[Entries provided Boundary: Start]

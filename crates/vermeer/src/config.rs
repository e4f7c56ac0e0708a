//! TOML configuration for the whole toolkit.

use derive_getters::Getters;
use derive_setters::Setters;
use serde::{Deserialize, Serialize};
use std::path::Path;
use tracing::{debug, instrument};
use vermeer_assets::{CompressionConfig, FetchConfig, PipelineConfig, ValidatorConfig};
use vermeer_cache::MemoryCacheConfig;
use vermeer_error::ConfigError;
use vermeer_models::GeminiConfig;

/// `[cache]` section.
#[derive(Debug, Clone, PartialEq, Eq, Serialize, Deserialize, Getters, Setters)]
#[setters(prefix = "with_")]
pub struct CacheSettings {
    /// TTL in seconds for fetched bytes and registrations
    #[serde(default = "default_ttl_secs")]
    ttl_secs: u64,
    /// Maximum in-memory entries
    #[serde(default = "default_max_entries")]
    max_entries: usize,
}

impl Default for CacheSettings {
    fn default() -> Self {
        Self {
            ttl_secs: default_ttl_secs(),
            max_entries: default_max_entries(),
        }
    }
}

fn default_ttl_secs() -> u64 {
    3600
}

fn default_max_entries() -> usize {
    512
}

/// Top-level configuration file.
///
/// Every section and field is optional.
///
/// # Example
///
/// ```toml
/// [cache]
/// ttl_secs = 1800
///
/// [compression]
/// enabled = true
/// quality = 80
///
/// [validator]
/// allowed_schemes = ["https"]
///
/// [gemini]
/// model = "gemini-2.5-flash-image"
/// max_retries = 2
/// ```
#[derive(Debug, Clone, Default, PartialEq, Eq, Serialize, Deserialize, Getters, Setters)]
#[setters(prefix = "with_")]
pub struct VermeerConfig {
    /// Cache settings
    #[serde(default)]
    cache: CacheSettings,
    /// JPEG compression before upload or inlining
    #[serde(default)]
    compression: CompressionConfig,
    /// URL validation
    #[serde(default)]
    validator: ValidatorConfig,
    /// HTTP fetch limits
    #[serde(default)]
    fetch: FetchConfig,
    /// Remote service
    #[serde(default)]
    gemini: GeminiConfig,
}

impl VermeerConfig {
    /// Load configuration from a TOML file.
    ///
    /// # Errors
    ///
    /// Returns an error if the file cannot be read or parsed.
    #[instrument]
    pub fn from_file(path: impl AsRef<Path> + std::fmt::Debug) -> Result<Self, ConfigError> {
        let path = path.as_ref();
        let contents = std::fs::read_to_string(path).map_err(|e| {
            ConfigError::new(format!("Failed to read {}: {}", path.display(), e))
        })?;
        let config = Self::from_toml(&contents)?;
        debug!(path = %path.display(), "Loaded configuration");
        Ok(config)
    }

    /// Parse configuration from TOML text.
    ///
    /// # Errors
    ///
    /// Returns an error if the text is not valid TOML for this schema.
    pub fn from_toml(contents: &str) -> Result<Self, ConfigError> {
        toml::from_str(contents)
            .map_err(|e| ConfigError::new(format!("Failed to parse configuration: {}", e)))
    }

    /// Load `path` if it exists, otherwise use defaults.
    ///
    /// # Errors
    ///
    /// Returns an error only if an existing file is unreadable or invalid.
    pub fn load_or_default(path: impl AsRef<Path>) -> Result<Self, ConfigError> {
        let path = path.as_ref();
        if path.exists() {
            Self::from_file(path)
        } else {
            debug!(path = %path.display(), "No configuration file, using defaults");
            Ok(Self::default())
        }
    }

    /// Settings for [`vermeer_assets::AssetPipeline`].
    pub fn pipeline_config(&self) -> PipelineConfig {
        PipelineConfig::default()
            .with_cache_ttl_secs(self.cache.ttl_secs)
            .with_compression(self.compression)
            .with_validator(self.validator.clone())
    }

    /// Settings for [`vermeer_cache::MemoryCache`].
    pub fn memory_cache_config(&self) -> MemoryCacheConfig {
        MemoryCacheConfig::default()
            .with_default_ttl_secs(self.cache.ttl_secs)
            .with_max_entries(self.cache.max_entries)
    }
}

#[cfg(test)]
mod tests {
    use super::*;

    #[test]
    fn test_empty_file_uses_defaults() {
        let config = VermeerConfig::from_toml("").unwrap();
        assert_eq!(config, VermeerConfig::default());
        assert_eq!(*config.cache().ttl_secs(), 3600);
        assert!(!*config.compression().enabled());
        assert_eq!(config.gemini().api_key_env(), "GEMINI_API_KEY");
    }

    #[test]
    fn test_sections_override_defaults() {
        let config = VermeerConfig::from_toml(
            r#"
            [cache]
            ttl_secs = 60

            [compression]
            enabled = true
            quality = 40

            [validator]
            allowed_schemes = ["https"]

            [fetch]
            max_bytes = 1024

            [gemini]
            model = "custom-model"
            "#,
        )
        .unwrap();

        assert_eq!(*config.cache().ttl_secs(), 60);
        assert_eq!(*config.cache().max_entries(), 512);
        assert_eq!(*config.compression().quality(), 40);
        assert_eq!(config.validator().allowed_schemes(), &vec!["https".to_string()]);
        assert_eq!(
            config.validator().object_storage_schemes(),
            &vec!["gs".to_string(), "s3".to_string()]
        );
        assert_eq!(*config.fetch().max_bytes(), 1024);
        assert_eq!(config.gemini().model(), "custom-model");

        let pipeline = config.pipeline_config();
        assert_eq!(*pipeline.cache_ttl_secs(), 60);
        assert!(*pipeline.compression().enabled());
        assert_eq!(*config.memory_cache_config().default_ttl_secs(), 60);
    }

    #[test]
    fn test_invalid_toml_is_a_config_error() {
        let err = VermeerConfig::from_toml("[cache]\nttl_secs = \"soon\"").unwrap_err();
        assert!(err.message.contains("Failed to parse"));
    }
}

[Entries provided Boundary: End]

What the task requires:
Could you please copy the lines above exactly, beginning at the first and ending at the line that contains "use vermeer_models::GeminiConfig;"?

Solution:
filename crates/vermeer/src/config.rs
repository e4f7c56ac0e0708a
//! TOML configuration for the whole toolkit.

use derive_getters::Getters;
use derive_setters::Setters;
use serde::{Deserialize, Serialize};
use std::path::Path;
use tracing::{debug, instrument};
use vermeer_assets::{CompressionConfig, FetchConfig, PipelineConfig, ValidatorConfig};
use vermeer_cache::MemoryCacheConfig;
use vermeer_error::ConfigError;
use vermeer_models::GeminiConfig;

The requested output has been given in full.